Thursday bf had a show and he said he’d rather me not go cuz it was at a smokey bar and didn’t want me around that. which i didn’t wanna go there anyway cuz he was getting a ride from band friend. i stayed home and had a plan anyway. my family planned on getting him a new tv for christmas for our room. i guess the tv gift is for me too but i am not much of a tv watcher i am a youtube watcher. our old tv was my old one in my bedroom and it was around 5 years old. so it was pretty laggy and would shut off internet connection when turning it on and we’d have to reset the system. or it would turn off completely for no reason in the middle of watching something. it was needing to be replaced. so he went to play his gig and my brother and i had it ordered and ready for pick up that night. we bought it from best buy and even tho we never got the ready to pick up confirmation, we went there to try and get it anyway because the store was closing in an hour and we wanted to set it up for him so when he came home it’d be all set up as a surprise. we got there and stood there for about 30 mins cuz it wasn’t ready and they had to go and get it. not only the tv but my brother got some huge alienware gaming monitor that like curves. so we waited in that too. everyone in my family got their pricey gifts from my mom early. i got my new airpods, bro got the monitor and sister got a nespresso machine. got the tv and monitor and tried setting the tv up on the wall and the mount didn’t fit where the screws were in the tv. so we just set it on the desk. he came home and was like “what’s going on here” and he was so happy. 

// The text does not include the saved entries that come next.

// tests/scenarios.rs
use pretty_assertions::assert_eq;
use scent_robot::{
    InstructionPolicy, InterpreterConfig, LineError, OutputFormat, ParserState, SimulationError,
    run,
};
use std::io::Write;
use std::process::{Command, Stdio};

const SAMPLE: &str = "5 3
1 1 E
RFRFRFRF

3 2 N
FRRFLLFFRRFLL

0 3 W
LLFFFLFLFL
";

fn run_text(input: &str, config: InterpreterConfig) -> (Result<usize, SimulationError>, String) {
    let mut out = Vec::new();
    let result = run(input.as_bytes(), &mut out, config, OutputFormat::Text).map(|s| s.robots);
    (result, String::from_utf8(out).unwrap())
}

#[test]
fn test_sample_run() {
    let (result, out) = run_text(SAMPLE, InterpreterConfig::default());
    assert_eq!(result.unwrap(), 3);
    assert_eq!(out, "1 1 E\n3 3 N LOST\n2 3 S\n");
}

#[test]
fn test_scent_only_applies_within_a_run() {
    // The third robot alone, without the scent left by the second, falls off.
    let input = "5 3\n0 3 W\nLLFFFLFLFL\n";
    let (_, out) = run_text(input, InterpreterConfig::default());
    assert_eq!(out, "2 4 S LOST\n");

    // Repeating the whole sample gives byte-identical output.
    let (_, first) = run_text(SAMPLE, InterpreterConfig::default());
    let (_, second) = run_text(SAMPLE, InterpreterConfig::default());
    assert_eq!(first, second);
}

#[test]
fn test_lost_robot_back_in_bound_still_reported_lost() {
    let input = "2 2\n2 2 N\nFRRF\n";
    let (_, out) = run_text(input, InterpreterConfig::default());
    assert_eq!(out, "2 2 S LOST\n");
}

#[test]
fn test_second_robot_stops_at_scent() {
    // Both robots try to leave at (1, 2) on a 1x1 grid.
    let input = "1 1\n1 1 N\nF\n1 1 N\nFFFL\n";
    let (_, out) = run_text(input, InterpreterConfig::default());
    assert_eq!(out, "1 2 N LOST\n1 1 W\n");
}

#[test]
fn test_scent_does_not_block_other_exits() {
    let input = "1 1\n1 1 N\nF\n1 1 E\nF\n";
    let (_, out) = run_text(input, InterpreterConfig::default());
    assert_eq!(out, "1 2 N LOST\n2 1 E LOST\n");
}

#[test]
fn test_error_keeps_earlier_output() {
    let input = "5 3\n1 1 E\nRFRFRFRF\n\n3 2 Q\nF\n";
    let (result, out) = run_text(input, InterpreterConfig::default());
    assert_eq!(out, "1 1 E\n");
    match result.unwrap_err() {
        SimulationError::MalformedInput {
            state,
            line_number,
            raw_line,
            source,
        } => {
            assert_eq!(state, ParserState::AwaitRobotPose);
            assert_eq!(line_number, 4);
            assert_eq!(raw_line, "3 2 Q");
            assert_eq!(source, LineError::UnknownOrientation("Q".to_string()));
        }
        other => panic!("unexpected error: {other}"),
    }
}

#[test]
fn test_unknown_instructions_follow_policy() {
    let input = "5 3\n1 1 E\nFZF\n";
    let (result, out) = run_text(input, InterpreterConfig::default());
    assert!(result.is_err());
    assert_eq!(out, "");

    let config = InterpreterConfig {
        instruction_policy: InstructionPolicy::Ignore,
    };
    let (result, out) = run_text(input, config);
    assert_eq!(result.unwrap(), 1);
    assert_eq!(out, "3 1 E\n");
}

#[test]
fn test_dangling_pose_produces_no_output() {
    let (result, out) = run_text("5 3\n1 1 E\n", InterpreterConfig::default());
    assert_eq!(result.unwrap(), 0);
    assert_eq!(out, "");
}

fn run_binary(args: &[&str], input: &str) -> std::process::Output {
    let mut child = Command::new(env!("CARGO_BIN_EXE_scent-robot"))
        .args(args)
        .env_remove("DEBUG")
        .env_remove("RUST_LOG")
        .stdin(Stdio::piped())
        .stdout(Stdio::piped())
        .stderr(Stdio::piped())
        .spawn()
        .unwrap();
    child
        .stdin
        .take()
        .unwrap()
        .write_all(input.as_bytes())
        .unwrap();
    child.wait_with_output().unwrap()
}

#[test]
fn test_binary_reads_stdin() {
    let output = run_binary(&[], SAMPLE);
    assert!(output.status.success());
    assert_eq!(
        String::from_utf8(output.stdout).unwrap(),
        "1 1 E\n3 3 N LOST\n2 3 S\n"
    );
}

#[test]
fn test_binary_fails_on_malformed_input() {
    let output = run_binary(&[], "5 3\n1 1 E\nF\n1 1\n");
    assert!(!output.status.success());
    assert_eq!(String::from_utf8(output.stdout).unwrap(), "2 1 E\n");
    let stderr = String::from_utf8(output.stderr).unwrap();
    assert!(stderr.contains("AwaitRobotPose"));
    assert!(stderr.contains("line 4"));
    assert!(stderr.contains("\"1 1\""));
}

#[test]
fn test_binary_json_format() {
    let output = run_binary(&["--format", "json"], "5 3\n1 1 E\nRFRFRFRF\n");
    assert!(output.status.success());
    assert_eq!(
        String::from_utf8(output.stdout).unwrap(),
        "{\"position\":[1,1],\"orientation\":\"E\",\"lost\":false}\n"
    );
}

#[test]
fn test_robot_leaves_grid_at_i32_edge() {
    let (_, out) = run_text("2147483647 0\n2147483647 0 E\nF\n", InterpreterConfig::default());
    assert_eq!(out, "2147483648 0 E LOST\n");

    // Starting out of bound, the first robot scents the cell it steps onto,
    // which blocks the same step for the second robot.
    let input = "5 3\n2147483647 0 E\nF\n2147483647 0 E\nF\n";
    let (_, out) = run_text(input, InterpreterConfig::default());
    assert_eq!(out, "2147483648 0 E LOST\n2147483647 0 E\n");
}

Friday i had my weekly NST test to check on baby and again she was doing great. was only a 20 min test because she was active enough to get heart rate readings. she’s doing so well i am so glad. it seems to help to have some coffee before the appointment to make sure she’s awake. afterwards we went to buy a new wall mount, get food stuff for Christmas dinner and run errands. so that wall mount didn’t line up with the screws on the tv either. but it should have cuz it was made for our tv size. 

Saturday we took it back and are gonna get a simple one off of amazon. not any kind that moves the tv around. he just wants a simple one so the tv sticks on wall. we got more stuff for dinner for Christmas and we ran into Jenni and Freddie. funny enough they actually dropped off a bunch of diapers and baby stuff for us but we were sleeping. so we both messaged them and thanked them and then we bump into them at the store lol. i saw her baby and man is she tiny and cute. it’s gearing me up for my own tiny cute baby. i went thru some of the things they dropped off and there are so many cute things. cute little hats were my fave. 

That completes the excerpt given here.